The News article regarding the decline of Chippewa Street appears to be based on the "broken window" theory, which in essence states that if you repair the broken windows, remove the graffiti, cut the weeds and tidy up the street, you will be able to re-establish a productive environment. The business owners on Chippewa feel that this will help bring back the over-25 crowd that made this area socially vibrant and financially lucrative.

Sorry. Although these are necessary for the aesthetics of a successful commercial area, the most important element is missing. First and foremost, people need to feel safe and secure.
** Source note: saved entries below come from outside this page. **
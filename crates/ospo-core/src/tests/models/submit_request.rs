use crate::{RequestType, SubmitRequest};

#[test]
fn test_pull_request_carries_url_in_project_url() {
    let data = SubmitRequest::pull_request(
        "Fix token refresh",
        "Authentication Service",
        "https://github.com/org/repo/pull/42",
    );

    assert_eq!(data.request_type, RequestType::PullRequest);
    assert_eq!(
        data.project_url.as_deref(),
        Some("https://github.com/org/repo/pull/42")
    );
    assert_eq!(SubmitRequest::field_or_empty(&data.license), "");
}

#[test]
fn test_submit_request_serializes_type_and_camel_case() {
    let data = SubmitRequest::access("Access please", "Kubernetes", "contributor");
    let value = serde_json::to_value(&data).unwrap();

    assert_eq!(value["type"], "access");
    assert_eq!(value["projectName"], "Kubernetes");
    assert!(value.get("projectUrl").is_none());
}
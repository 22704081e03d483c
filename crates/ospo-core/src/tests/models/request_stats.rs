use crate::fixtures::pending_requests;
use crate::{RequestStats, RequestStatus};

#[test]
fn test_stats_from_fixture_requests() {
    let stats = RequestStats::from_requests(&pending_requests());

    assert_eq!(stats.pending, 2);
    assert_eq!(stats.in_review, 1);
    assert_eq!(stats.approved, 0);
    assert_eq!(stats.rejected, 0);
    assert_eq!(stats.total, 3);
    assert_eq!(stats.open(), 3);
    assert_eq!(stats.count(RequestStatus::Pending), 2);
}

#[test]
fn test_stats_empty() {
    assert_eq!(RequestStats::from_requests(&[]), RequestStats::default());
}
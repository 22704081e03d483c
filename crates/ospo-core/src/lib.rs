//! Domain model for the OSPO request portal: requests, the approved-project
//! catalog, the session user, and the client-side validation rules applied
//! before a request is dispatched.

pub mod display;
pub mod error;
pub mod fixtures;
pub mod models;
pub mod validation;

#[cfg(test)]
mod tests;

pub use error::{CoreError, Result as CoreResult};
pub use models::approved_project::ApprovedProject;
pub use models::project::Project;
pub use models::project_status::ProjectStatus;
pub use models::request::Request;
pub use models::request_stats::RequestStats;
pub use models::request_status::RequestStatus;
pub use models::request_type::RequestType;
pub use models::submit_request::SubmitRequest;
pub use models::submit_response::SubmitResponse;
pub use models::user::User;
pub use models::user_role::UserRole;
pub use validation::field_error::FieldError;
pub use validation::request_validator::RequestValidator;
pub use validation::validation_limits::ValidationLimits;
pub use validation::validation_report::ValidationReport;
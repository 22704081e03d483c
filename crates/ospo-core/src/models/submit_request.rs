use crate::RequestType;

use serde::{Deserialize, Serialize};

/// Form data for a new request.
///
/// Which optional fields matter depends on `request_type`; that is checked
/// by [`crate::RequestValidator`], not here. For pull-request submissions
/// `project_url` carries the pull request URL.
#[derive(Debug, Clone, PartialEq, Eq, Serialize, Deserialize)]
#[serde(rename_all = "camelCase")]
pub struct SubmitRequest {
    #[serde(rename = "type")]
    pub request_type: RequestType,
    pub title: String,
    #[serde(default, skip_serializing_if = "Option::is_none")]
    pub project_name: Option<String>,
    #[serde(default, skip_serializing_if = "Option::is_none")]
    pub project_url: Option<String>,
    #[serde(default, skip_serializing_if = "Option::is_none")]
    pub license: Option<String>,
    #[serde(default, skip_serializing_if = "Option::is_none")]
    pub role: Option<String>,
}

impl SubmitRequest {
    pub fn project(
        title: impl Into<String>,
        project_name: impl Into<String>,
        project_url: impl Into<String>,
        license: impl Into<String>,
    ) -> Self {
        Self {
            request_type: RequestType::Project,
            title: title.into(),
            project_name: Some(project_name.into()),
            project_url: Some(project_url.into()),
            license: Some(license.into()),
            role: None,
        }
    }

    pub fn pull_request(
        title: impl Into<String>,
        project_name: impl Into<String>,
        pull_request_url: impl Into<String>,
    ) -> Self {
        Self {
            request_type: RequestType::PullRequest,
            title: title.into(),
            project_name: Some(project_name.into()),
            project_url: Some(pull_request_url.into()),
            license: None,
            role: None,
        }
    }

    pub fn access(
        title: impl Into<String>,
        project_name: impl Into<String>,
        role: impl Into<String>,
    ) -> Self {
        Self {
            request_type: RequestType::Access,
            title: title.into(),
            project_name: Some(project_name.into()),
            project_url: None,
            license: None,
            role: Some(role.into()),
        }
    }

    /// Optional field as sent on the wire (absent becomes "")
    pub fn field_or_empty(field: &Option<String>) -> &str {
        field.as_deref().unwrap_or("")
    }
}
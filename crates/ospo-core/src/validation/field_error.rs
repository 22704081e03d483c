use serde::Serialize;

/// One failed rule, addressed to a form field
#[derive(Debug, Clone, PartialEq, Eq, Serialize)]
pub struct FieldError {
    pub field: &'static str,
    pub message: String,
}

impl FieldError {
    pub fn new(field: &'static str, message: impl Into<String>) -> Self {
        Self {
            field,
            message: message.into(),
        }
    }
}

impl std::fmt::Display for FieldError {
    fn fmt(&self, f: &mut std::fmt::Formatter<'_>) -> std::fmt::Result {
        write!(f, "{}: {}", self.field, self.message)
    }
}
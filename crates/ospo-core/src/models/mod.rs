pub mod approved_project;
pub mod project;
pub mod project_status;
pub mod request;
pub mod request_stats;
pub mod request_status;
pub mod request_type;
pub mod submit_request;
pub mod submit_response;
pub mod user;
pub mod user_role;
What turned Chippewa Street around in the late '90s was the fact that then-Commissioner Gil Kerlikowske followed a model set by the New York Police Department. This required saturating the problem area with highly visible police officers on foot patrol. Citizens felt a sense of security, realizing that because the police were on every corner, the chances of criminal activity were substantially reduced. Consequently, people who would normally spend their money in the suburbs after an event at Shea's or Studio Arena were now willing to venture up to Chippewa Street. As a result, they had a new and wonderful experience in downtown Buffalo. The word spread and Chippewa and its businesses thrived through the early 2000s.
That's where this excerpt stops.